> [Assignment]: Search the entries below. Return every line that has "latest" in it.

....

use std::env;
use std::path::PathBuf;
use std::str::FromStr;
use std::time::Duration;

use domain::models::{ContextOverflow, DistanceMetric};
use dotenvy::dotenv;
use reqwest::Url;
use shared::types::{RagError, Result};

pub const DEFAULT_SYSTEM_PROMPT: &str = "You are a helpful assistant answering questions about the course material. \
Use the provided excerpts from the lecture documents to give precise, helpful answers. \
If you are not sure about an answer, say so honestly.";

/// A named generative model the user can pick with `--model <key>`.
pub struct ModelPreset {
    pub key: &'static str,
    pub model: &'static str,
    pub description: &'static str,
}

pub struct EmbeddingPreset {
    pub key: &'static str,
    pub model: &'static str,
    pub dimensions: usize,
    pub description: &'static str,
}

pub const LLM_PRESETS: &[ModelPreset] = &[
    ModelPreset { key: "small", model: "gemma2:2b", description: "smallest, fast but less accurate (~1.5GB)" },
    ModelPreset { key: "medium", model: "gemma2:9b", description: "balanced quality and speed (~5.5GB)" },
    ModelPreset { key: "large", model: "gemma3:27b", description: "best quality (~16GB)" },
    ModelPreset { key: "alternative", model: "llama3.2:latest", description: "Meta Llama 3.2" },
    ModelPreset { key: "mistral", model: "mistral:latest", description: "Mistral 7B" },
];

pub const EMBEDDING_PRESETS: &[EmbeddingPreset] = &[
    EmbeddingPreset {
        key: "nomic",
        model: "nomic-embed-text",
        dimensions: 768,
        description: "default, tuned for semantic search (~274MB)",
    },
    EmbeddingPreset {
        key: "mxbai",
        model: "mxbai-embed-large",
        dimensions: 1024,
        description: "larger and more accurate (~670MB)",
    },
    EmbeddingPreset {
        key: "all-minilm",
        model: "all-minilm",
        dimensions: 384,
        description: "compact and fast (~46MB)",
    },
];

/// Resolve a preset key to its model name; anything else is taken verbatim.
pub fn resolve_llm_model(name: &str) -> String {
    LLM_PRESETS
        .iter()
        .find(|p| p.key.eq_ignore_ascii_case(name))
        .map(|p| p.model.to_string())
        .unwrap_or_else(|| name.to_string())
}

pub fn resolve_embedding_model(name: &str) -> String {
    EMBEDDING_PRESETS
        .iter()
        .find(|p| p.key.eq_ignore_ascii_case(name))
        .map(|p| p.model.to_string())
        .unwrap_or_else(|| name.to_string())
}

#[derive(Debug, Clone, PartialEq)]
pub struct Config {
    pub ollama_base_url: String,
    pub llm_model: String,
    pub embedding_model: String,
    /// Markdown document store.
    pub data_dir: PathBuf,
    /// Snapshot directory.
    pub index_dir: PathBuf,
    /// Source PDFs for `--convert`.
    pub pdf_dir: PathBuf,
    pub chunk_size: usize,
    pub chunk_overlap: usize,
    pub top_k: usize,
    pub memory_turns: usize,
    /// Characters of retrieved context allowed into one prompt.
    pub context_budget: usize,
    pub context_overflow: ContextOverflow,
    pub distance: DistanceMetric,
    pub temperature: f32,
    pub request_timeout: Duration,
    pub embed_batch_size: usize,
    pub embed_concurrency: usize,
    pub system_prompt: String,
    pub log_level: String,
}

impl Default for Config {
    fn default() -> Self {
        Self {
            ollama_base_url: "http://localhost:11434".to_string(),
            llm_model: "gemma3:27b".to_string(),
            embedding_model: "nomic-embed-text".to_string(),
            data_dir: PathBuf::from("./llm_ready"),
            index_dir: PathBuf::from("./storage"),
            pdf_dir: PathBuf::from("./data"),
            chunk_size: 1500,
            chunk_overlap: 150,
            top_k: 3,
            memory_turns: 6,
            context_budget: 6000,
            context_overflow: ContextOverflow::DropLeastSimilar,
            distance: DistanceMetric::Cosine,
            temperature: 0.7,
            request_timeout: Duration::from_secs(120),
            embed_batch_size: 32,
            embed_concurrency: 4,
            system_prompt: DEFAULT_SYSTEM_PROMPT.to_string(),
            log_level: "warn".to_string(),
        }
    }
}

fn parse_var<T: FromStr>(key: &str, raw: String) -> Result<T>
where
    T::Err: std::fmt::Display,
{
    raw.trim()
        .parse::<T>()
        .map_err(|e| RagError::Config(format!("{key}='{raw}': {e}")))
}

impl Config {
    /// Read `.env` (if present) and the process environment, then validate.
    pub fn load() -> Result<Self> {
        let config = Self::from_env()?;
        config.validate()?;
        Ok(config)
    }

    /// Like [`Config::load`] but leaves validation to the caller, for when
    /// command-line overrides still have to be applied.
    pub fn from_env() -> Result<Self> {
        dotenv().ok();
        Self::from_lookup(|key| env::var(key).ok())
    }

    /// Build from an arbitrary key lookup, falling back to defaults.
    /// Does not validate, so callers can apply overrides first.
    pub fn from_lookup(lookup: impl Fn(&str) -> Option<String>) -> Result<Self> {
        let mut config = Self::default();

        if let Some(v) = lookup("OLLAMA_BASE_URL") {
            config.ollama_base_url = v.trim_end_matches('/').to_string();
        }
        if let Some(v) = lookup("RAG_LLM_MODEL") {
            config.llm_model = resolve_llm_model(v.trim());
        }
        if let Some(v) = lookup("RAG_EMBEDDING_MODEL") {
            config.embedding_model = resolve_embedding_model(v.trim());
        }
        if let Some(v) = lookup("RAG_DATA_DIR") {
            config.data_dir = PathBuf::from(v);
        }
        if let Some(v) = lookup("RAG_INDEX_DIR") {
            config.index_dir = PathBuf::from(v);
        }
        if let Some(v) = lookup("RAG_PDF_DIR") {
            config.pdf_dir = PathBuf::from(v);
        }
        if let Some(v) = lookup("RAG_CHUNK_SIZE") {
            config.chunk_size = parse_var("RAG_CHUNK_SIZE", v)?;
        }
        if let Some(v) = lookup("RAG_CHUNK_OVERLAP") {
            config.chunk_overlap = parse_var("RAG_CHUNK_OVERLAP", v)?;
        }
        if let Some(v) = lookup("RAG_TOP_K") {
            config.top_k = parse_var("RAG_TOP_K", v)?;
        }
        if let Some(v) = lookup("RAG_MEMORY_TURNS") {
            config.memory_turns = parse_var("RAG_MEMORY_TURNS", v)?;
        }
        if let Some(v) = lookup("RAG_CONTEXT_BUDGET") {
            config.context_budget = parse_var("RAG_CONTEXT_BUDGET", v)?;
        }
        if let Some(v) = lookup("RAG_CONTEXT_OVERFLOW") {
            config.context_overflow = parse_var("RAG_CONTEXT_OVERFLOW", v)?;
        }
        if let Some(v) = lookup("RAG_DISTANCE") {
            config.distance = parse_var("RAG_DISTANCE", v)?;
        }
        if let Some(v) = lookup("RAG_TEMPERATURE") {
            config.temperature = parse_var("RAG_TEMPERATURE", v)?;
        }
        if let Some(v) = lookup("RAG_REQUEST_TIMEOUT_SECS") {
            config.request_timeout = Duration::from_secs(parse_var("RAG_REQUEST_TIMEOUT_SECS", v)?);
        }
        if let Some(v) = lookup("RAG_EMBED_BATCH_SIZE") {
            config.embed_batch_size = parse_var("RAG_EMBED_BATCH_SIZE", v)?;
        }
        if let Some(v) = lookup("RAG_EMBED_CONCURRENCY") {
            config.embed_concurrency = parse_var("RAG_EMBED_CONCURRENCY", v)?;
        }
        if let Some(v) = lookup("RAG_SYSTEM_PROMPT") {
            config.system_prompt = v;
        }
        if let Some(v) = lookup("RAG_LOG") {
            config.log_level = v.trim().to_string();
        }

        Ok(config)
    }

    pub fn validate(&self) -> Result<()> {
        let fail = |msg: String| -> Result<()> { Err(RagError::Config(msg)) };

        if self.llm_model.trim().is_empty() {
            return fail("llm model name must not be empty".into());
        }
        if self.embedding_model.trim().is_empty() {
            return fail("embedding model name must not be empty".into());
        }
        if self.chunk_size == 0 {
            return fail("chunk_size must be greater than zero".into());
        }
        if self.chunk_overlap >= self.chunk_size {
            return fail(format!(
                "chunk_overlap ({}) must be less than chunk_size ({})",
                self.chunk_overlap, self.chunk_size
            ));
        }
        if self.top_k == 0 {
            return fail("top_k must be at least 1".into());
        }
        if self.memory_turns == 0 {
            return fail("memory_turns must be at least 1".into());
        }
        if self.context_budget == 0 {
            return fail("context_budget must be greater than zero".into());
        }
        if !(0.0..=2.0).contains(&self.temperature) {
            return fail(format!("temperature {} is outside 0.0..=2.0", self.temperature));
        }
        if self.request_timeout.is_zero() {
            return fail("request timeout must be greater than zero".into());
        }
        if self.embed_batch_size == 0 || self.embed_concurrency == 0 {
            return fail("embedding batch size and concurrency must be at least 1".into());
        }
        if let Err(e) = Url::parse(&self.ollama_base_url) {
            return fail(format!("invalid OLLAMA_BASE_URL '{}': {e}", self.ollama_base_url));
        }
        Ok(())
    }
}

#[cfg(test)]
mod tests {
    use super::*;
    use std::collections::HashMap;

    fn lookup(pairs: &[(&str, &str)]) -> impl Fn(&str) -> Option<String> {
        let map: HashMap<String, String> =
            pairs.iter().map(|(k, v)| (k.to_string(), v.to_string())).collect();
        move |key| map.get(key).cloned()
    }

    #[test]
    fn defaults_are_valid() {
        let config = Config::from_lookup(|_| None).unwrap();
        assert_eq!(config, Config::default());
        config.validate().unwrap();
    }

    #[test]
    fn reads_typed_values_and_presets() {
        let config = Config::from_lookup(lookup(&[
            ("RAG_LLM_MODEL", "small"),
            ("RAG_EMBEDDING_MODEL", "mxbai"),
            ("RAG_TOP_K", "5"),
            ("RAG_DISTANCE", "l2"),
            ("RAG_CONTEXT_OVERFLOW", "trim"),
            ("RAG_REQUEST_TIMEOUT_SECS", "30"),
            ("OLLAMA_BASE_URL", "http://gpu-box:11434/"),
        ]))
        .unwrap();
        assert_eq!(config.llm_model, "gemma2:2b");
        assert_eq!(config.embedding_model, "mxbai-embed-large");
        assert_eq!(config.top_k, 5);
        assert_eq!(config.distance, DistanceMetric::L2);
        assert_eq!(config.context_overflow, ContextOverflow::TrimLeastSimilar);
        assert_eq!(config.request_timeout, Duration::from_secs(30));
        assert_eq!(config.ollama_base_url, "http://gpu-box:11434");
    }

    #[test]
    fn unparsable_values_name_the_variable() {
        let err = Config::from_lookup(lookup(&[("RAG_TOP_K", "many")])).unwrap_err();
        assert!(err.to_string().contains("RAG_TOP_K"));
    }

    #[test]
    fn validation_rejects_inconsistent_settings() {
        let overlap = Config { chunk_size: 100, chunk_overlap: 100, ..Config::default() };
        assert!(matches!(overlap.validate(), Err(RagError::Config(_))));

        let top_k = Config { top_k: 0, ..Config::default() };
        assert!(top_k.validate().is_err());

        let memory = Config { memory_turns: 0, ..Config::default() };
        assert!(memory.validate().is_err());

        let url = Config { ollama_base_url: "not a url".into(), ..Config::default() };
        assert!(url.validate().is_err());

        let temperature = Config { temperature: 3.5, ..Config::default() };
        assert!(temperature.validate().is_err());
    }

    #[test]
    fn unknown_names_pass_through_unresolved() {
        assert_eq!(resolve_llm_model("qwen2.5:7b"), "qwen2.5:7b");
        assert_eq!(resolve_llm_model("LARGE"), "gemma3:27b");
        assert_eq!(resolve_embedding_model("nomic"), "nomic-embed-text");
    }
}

....

> [Written reply]:
    ModelPreset { key: "alternative", model: "llama3.2:latest", description: "Meta Llama 3.2" },
    ModelPreset { key: "mistral", model: "mistral:latest", description: "Mistral 7B" },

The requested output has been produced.